__Assignment__. Where the listing below reaches the line containing "pub fn learn_peer(&mut", start writing out lines exactly, and stop once the line containing "pub fn update_peer(&mut" has been written.

__Material for this task__.
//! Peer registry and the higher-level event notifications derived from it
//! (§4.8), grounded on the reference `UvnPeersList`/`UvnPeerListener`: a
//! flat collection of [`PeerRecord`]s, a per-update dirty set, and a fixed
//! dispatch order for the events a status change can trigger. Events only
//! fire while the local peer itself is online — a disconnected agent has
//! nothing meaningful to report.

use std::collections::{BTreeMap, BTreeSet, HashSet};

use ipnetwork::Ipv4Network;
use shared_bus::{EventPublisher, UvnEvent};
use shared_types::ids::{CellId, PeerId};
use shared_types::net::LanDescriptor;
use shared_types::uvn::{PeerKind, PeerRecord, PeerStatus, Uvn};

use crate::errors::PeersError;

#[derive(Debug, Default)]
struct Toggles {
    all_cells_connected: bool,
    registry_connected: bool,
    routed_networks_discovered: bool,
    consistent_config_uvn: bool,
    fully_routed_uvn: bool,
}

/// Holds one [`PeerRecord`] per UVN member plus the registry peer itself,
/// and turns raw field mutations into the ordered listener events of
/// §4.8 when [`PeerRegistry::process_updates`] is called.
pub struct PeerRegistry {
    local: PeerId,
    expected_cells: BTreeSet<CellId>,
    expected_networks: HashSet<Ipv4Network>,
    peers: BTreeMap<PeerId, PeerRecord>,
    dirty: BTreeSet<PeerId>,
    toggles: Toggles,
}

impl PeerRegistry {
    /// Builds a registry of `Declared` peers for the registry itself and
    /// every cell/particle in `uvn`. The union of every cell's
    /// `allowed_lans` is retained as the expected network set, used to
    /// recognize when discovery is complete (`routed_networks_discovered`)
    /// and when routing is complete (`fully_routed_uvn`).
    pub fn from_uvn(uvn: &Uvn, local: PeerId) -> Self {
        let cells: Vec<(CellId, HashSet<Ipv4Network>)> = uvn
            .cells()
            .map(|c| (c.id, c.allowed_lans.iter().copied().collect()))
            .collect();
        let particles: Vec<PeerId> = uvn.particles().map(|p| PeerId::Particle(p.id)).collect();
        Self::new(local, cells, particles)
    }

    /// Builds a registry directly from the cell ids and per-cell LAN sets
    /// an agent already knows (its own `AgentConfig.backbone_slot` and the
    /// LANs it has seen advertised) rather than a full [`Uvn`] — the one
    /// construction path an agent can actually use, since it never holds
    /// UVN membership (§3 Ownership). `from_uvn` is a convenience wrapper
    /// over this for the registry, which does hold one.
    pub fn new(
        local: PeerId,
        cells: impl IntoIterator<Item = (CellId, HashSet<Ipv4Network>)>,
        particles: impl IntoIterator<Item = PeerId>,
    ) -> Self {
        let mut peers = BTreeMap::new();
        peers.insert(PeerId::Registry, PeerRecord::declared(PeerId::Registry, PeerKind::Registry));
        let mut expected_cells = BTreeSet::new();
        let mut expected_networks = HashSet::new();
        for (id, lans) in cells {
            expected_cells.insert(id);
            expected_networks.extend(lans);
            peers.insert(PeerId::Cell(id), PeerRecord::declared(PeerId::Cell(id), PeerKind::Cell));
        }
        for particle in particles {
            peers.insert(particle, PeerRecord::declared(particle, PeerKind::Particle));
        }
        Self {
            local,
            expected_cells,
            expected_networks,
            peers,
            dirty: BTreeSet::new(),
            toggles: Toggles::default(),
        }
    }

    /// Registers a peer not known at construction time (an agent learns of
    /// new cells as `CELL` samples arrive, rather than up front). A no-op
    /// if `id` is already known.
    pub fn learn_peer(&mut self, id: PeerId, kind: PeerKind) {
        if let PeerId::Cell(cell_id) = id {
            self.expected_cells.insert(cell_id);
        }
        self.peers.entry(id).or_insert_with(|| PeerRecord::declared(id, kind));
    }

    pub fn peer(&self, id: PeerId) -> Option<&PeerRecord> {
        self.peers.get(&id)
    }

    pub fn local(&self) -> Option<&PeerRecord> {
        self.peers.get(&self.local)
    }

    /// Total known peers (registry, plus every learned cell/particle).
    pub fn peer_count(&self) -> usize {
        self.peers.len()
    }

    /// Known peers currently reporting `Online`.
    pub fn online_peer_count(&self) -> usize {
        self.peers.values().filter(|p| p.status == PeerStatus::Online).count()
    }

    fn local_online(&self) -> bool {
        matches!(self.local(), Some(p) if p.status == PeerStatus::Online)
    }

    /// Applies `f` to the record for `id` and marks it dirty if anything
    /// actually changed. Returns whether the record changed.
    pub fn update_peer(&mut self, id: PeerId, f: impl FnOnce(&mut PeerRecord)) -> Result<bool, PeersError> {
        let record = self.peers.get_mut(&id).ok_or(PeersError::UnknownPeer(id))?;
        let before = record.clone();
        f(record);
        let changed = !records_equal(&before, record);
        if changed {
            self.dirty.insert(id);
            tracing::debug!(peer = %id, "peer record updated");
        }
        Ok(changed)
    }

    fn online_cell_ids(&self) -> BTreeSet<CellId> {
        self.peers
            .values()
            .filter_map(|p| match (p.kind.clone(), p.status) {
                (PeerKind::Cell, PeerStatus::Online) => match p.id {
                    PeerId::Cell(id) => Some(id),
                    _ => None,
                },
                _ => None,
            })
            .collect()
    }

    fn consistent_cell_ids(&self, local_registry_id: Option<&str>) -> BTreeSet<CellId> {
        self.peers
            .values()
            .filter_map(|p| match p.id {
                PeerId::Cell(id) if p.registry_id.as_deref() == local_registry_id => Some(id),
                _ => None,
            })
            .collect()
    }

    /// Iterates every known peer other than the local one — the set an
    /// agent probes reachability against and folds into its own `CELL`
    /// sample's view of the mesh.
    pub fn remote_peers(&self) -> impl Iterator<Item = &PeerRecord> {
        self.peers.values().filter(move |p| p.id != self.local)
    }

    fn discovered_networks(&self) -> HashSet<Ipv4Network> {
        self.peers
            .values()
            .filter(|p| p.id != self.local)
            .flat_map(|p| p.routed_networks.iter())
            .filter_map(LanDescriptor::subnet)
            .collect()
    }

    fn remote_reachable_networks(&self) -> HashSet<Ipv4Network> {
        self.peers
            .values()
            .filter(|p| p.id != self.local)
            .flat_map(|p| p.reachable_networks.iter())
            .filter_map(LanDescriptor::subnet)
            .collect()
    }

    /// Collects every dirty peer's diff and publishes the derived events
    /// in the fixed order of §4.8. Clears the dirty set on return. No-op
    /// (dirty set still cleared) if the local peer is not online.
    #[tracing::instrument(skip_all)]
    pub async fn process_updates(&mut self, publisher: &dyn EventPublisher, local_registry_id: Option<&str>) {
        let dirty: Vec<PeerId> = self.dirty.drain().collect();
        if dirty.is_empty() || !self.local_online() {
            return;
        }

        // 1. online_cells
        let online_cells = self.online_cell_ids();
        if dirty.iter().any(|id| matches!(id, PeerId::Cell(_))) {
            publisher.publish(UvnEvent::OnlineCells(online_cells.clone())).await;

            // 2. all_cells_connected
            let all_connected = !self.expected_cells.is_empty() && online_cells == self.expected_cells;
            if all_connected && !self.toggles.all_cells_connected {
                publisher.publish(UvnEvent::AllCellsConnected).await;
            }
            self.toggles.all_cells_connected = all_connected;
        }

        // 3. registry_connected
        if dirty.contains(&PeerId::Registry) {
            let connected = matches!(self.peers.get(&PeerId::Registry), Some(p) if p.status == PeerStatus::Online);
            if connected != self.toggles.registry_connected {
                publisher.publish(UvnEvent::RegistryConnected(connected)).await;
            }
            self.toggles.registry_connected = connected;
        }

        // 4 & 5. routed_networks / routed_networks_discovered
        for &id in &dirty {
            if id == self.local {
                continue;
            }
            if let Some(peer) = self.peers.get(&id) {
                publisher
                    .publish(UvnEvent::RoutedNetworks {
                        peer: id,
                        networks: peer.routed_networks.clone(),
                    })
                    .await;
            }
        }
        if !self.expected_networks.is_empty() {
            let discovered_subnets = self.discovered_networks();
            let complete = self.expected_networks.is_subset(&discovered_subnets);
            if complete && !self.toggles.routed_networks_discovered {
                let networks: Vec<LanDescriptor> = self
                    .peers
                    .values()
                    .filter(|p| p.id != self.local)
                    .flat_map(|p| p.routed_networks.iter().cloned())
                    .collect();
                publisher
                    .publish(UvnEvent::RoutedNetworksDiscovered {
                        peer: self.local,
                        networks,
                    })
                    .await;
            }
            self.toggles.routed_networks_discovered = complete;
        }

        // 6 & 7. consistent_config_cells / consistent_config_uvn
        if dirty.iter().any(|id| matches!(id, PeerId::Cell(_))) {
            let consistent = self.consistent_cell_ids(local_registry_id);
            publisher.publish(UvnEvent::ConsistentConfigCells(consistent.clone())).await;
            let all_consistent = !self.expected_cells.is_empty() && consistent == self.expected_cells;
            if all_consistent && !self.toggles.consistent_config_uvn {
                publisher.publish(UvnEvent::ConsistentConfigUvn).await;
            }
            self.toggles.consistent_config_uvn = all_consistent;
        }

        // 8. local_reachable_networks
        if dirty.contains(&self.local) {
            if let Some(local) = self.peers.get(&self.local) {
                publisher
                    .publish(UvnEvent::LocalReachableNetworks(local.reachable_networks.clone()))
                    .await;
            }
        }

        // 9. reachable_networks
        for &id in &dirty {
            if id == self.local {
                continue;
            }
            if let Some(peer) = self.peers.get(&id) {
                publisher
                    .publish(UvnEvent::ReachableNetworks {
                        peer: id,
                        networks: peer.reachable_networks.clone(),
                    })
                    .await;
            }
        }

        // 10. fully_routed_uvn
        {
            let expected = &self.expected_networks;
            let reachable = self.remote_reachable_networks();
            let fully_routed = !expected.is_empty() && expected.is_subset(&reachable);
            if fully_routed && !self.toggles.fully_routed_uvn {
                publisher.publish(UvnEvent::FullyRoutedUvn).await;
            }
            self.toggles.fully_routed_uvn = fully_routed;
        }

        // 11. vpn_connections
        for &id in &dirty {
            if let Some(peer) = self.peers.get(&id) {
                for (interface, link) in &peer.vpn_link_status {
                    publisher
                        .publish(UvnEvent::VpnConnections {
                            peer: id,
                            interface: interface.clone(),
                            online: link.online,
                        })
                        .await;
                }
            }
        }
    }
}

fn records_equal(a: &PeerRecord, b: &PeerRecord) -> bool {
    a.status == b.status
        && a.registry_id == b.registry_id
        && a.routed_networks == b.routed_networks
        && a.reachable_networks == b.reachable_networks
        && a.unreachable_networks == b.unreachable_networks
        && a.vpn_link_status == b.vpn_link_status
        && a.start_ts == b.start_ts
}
==
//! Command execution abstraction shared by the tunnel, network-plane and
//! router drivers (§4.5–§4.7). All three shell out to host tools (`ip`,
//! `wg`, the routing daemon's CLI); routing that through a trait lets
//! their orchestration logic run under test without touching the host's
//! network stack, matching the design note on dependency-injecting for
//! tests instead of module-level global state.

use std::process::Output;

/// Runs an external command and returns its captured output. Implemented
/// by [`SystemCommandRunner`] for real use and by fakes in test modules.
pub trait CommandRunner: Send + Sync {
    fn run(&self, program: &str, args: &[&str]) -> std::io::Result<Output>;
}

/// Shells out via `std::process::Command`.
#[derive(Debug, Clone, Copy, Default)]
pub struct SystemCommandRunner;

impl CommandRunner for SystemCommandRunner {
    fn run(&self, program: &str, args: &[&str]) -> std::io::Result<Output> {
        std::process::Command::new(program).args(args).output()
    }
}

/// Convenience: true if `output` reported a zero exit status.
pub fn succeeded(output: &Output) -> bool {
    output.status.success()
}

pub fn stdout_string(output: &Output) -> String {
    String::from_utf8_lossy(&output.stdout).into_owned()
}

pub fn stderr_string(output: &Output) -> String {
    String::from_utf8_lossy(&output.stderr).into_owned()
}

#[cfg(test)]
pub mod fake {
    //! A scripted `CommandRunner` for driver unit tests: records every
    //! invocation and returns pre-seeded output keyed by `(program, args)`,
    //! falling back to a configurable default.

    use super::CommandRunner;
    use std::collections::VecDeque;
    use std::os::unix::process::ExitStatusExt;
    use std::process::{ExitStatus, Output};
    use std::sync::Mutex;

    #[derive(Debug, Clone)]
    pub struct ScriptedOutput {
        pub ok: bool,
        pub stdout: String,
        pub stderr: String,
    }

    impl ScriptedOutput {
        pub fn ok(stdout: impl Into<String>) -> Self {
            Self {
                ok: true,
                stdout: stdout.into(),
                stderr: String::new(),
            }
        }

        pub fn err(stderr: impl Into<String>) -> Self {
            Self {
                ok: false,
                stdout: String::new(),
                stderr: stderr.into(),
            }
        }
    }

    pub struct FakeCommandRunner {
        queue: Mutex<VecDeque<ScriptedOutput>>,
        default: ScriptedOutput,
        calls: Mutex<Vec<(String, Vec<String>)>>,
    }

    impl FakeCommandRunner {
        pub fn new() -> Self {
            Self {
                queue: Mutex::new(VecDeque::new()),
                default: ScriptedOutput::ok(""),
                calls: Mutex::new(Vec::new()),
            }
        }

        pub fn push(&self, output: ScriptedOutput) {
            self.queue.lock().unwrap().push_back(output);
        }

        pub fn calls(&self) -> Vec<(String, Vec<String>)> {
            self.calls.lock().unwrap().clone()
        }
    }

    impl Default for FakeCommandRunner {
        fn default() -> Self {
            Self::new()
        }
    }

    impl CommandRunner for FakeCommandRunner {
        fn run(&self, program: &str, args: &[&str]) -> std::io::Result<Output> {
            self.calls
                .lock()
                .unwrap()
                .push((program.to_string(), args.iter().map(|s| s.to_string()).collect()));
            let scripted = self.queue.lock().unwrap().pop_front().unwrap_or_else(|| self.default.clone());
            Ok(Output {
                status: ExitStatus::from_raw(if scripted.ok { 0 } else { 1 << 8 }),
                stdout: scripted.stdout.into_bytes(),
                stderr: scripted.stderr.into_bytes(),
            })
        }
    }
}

__Response below__.
    pub fn learn_peer(&mut self, id: PeerId, kind: PeerKind) {
        if let PeerId::Cell(cell_id) = id {
            self.expected_cells.insert(cell_id);
        }
        self.peers.entry(id).or_insert_with(|| PeerRecord::declared(id, kind));
    }

    pub fn peer(&self, id: PeerId) -> Option<&PeerRecord> {
        self.peers.get(&id)
    }

    pub fn local(&self) -> Option<&PeerRecord> {
        self.peers.get(&self.local)
    }

    /// Total known peers (registry, plus every learned cell/particle).
    pub fn peer_count(&self) -> usize {
        self.peers.len()
    }

    /// Known peers currently reporting `Online`.
    pub fn online_peer_count(&self) -> usize {
        self.peers.values().filter(|p| p.status == PeerStatus::Online).count()
    }

    fn local_online(&self) -> bool {
        matches!(self.local(), Some(p) if p.status == PeerStatus::Online)
    }

    /// Applies `f` to the record for `id` and marks it dirty if anything
    /// actually changed. Returns whether the record changed.
    pub fn update_peer(&mut self, id: PeerId, f: impl FnOnce(&mut PeerRecord)) -> Result<bool, PeersError> {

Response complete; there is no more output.